Prompt: A complete response lists each line of the data below that includes the word "LoopbackAgent".

[Entries supplied Boundary: Start]

//! Network Controller: owns logical networks, drives the (out-of-scope)
//! control-plane agent over vsock RPC, and brokers per-attachment packet
//! relay sessions between host and in-VM TAP.
//!
//! The agent itself is an external managed container reached over vsock;
//! this crate defines the RPC shape as a trait (`NetworkAgentClient`) and
//! ships an in-process `LoopbackAgent` double for tests and for the "nat"
//! backend, which skips the bridge agent entirely.

mod agent;
mod dns;
mod relay;

pub use agent::{AgentHealth, LoopbackAgent, NetworkAgentClient};
pub use dns::DnsPusher;
pub use relay::{RelayError, RelaySession};

use std::collections::HashMap;
use std::net::Ipv4Addr;
use std::sync::Arc;

use serde::{Deserialize, Serialize};
use thiserror::Error;
use tokio::sync::Mutex;

use crate::ipam::{Ipam, IpamError};
use crate::store::{StateStore, StorageError};

#[derive(Debug, Error)]
pub enum NetworkError {
    #[error("no such network: {0}")]
    NotFound(String),

    #[error("network name already in use: {0}")]
    NameConflict(String),

    #[error(transparent)]
    Ipam(#[from] IpamError),

    #[error(transparent)]
    Storage(#[from] StorageError),

    #[error("control-plane agent error: {0}")]
    Agent(String),

    #[error("packet relay error: {0}")]
    Relay(#[from] RelayError),
}

pub type NetworkResult<T> = Result<T, NetworkError>;

#[derive(Debug, Clone, Copy, PartialEq, Eq, Serialize, Deserialize)]
#[serde(rename_all = "kebab-case")]
pub enum NetworkDriver {
    BridgeLike,
    HostLike,
    None,
}

#[derive(Debug, Clone, Serialize, Deserialize)]
pub struct NetworkRecord {
    pub id: String,
    pub name: String,
    pub driver: NetworkDriver,
    pub subnet: Ipv4Addr,
    pub prefix_len: u8,
    pub gateway: Ipv4Addr,
    pub connected_containers: Vec<String>,
    /// Role label carried on the control-plane agent container itself
    /// (spec.md §4.5/§4.7); `None` for ordinary user networks.
    pub role: Option<String>,
}

fn network_key(id: &str) -> String {
    format!("network/{}", id)
}

/// One attachment's worth of state the Container Manager needs back:
/// the IP it was given and the vsock port its relay session runs on.
#[derive(Debug, Clone, Serialize, Deserialize)]
pub struct Attachment {
    pub network_id: String,
    pub container_id: String,
    pub ipv4: Ipv4Addr,
    pub mac: String,
    pub aliases: Vec<String>,
    pub vsock_port: u32,
}

fn attachment_key(container_id: &str, network_id: &str) -> String {
    format!("attachment/{}/{}", container_id, network_id)
}

pub struct NetworkController<A: NetworkAgentClient> {
    store: StateStore,
    ipam: Arc<Ipam>,
    agent: A,
    dns: DnsPusher,
    relays: Mutex<HashMap<(String, String), RelaySession>>,
}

[Entries supplied Boundary: End]

Answer space:
//! ships an in-process `LoopbackAgent` double for tests and for the "nat"
pub use agent::{AgentHealth, LoopbackAgent, NetworkAgentClient};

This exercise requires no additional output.